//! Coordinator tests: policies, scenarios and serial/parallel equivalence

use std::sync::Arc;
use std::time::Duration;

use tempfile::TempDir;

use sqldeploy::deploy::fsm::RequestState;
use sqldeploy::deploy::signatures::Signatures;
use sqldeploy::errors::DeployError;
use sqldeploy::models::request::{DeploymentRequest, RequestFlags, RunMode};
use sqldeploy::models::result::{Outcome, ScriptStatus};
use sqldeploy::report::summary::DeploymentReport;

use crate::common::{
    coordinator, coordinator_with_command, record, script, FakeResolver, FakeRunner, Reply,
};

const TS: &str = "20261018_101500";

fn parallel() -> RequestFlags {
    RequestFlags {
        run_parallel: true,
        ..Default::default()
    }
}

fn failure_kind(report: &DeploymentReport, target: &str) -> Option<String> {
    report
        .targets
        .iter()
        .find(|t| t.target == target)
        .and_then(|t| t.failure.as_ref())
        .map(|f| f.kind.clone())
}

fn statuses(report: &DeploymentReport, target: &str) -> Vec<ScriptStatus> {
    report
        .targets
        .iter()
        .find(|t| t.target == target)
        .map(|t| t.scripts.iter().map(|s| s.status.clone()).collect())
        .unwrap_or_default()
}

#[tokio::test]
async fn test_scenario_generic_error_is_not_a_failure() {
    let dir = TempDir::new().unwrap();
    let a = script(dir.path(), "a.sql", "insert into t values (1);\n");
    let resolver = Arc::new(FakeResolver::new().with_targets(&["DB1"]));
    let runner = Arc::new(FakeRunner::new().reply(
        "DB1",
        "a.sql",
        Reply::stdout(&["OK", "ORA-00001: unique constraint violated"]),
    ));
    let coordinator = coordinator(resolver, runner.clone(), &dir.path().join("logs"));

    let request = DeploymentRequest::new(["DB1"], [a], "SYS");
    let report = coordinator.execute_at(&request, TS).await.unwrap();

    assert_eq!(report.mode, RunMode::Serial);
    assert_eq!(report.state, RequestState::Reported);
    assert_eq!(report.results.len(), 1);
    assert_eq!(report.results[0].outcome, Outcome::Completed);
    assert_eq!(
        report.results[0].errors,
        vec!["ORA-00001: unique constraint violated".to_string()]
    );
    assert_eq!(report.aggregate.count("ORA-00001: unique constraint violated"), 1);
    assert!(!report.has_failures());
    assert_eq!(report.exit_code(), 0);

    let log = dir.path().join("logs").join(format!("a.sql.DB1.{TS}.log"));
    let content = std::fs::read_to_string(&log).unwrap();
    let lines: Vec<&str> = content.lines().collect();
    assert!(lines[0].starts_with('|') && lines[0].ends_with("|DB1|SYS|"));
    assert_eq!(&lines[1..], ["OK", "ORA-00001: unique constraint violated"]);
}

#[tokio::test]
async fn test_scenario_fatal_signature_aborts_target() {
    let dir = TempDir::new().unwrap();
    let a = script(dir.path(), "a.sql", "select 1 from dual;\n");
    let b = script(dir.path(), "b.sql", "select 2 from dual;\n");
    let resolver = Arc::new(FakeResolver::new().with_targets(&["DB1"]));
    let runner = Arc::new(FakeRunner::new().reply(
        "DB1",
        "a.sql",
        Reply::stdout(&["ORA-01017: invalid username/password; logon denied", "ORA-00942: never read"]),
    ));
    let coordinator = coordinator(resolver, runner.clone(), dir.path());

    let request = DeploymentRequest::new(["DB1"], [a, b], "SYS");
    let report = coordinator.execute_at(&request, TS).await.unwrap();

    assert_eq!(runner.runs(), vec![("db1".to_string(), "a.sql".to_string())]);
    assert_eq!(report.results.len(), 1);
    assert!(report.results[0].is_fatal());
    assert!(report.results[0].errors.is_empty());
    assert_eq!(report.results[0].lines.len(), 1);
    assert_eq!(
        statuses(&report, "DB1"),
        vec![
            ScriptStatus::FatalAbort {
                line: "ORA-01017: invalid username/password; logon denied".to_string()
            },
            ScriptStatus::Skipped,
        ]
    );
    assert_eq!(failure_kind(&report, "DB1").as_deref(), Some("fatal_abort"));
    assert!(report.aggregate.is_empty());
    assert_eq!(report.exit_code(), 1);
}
○ ○ ○ ○ ○
WHAT IS EXPECTED
Take every line above that includes the string "from" and return it.

TASK OUTPUT
    let a = script(dir.path(), "a.sql", "select 1 from dual;\n");
    let b = script(dir.path(), "b.sql", "select 2 from dual;\n");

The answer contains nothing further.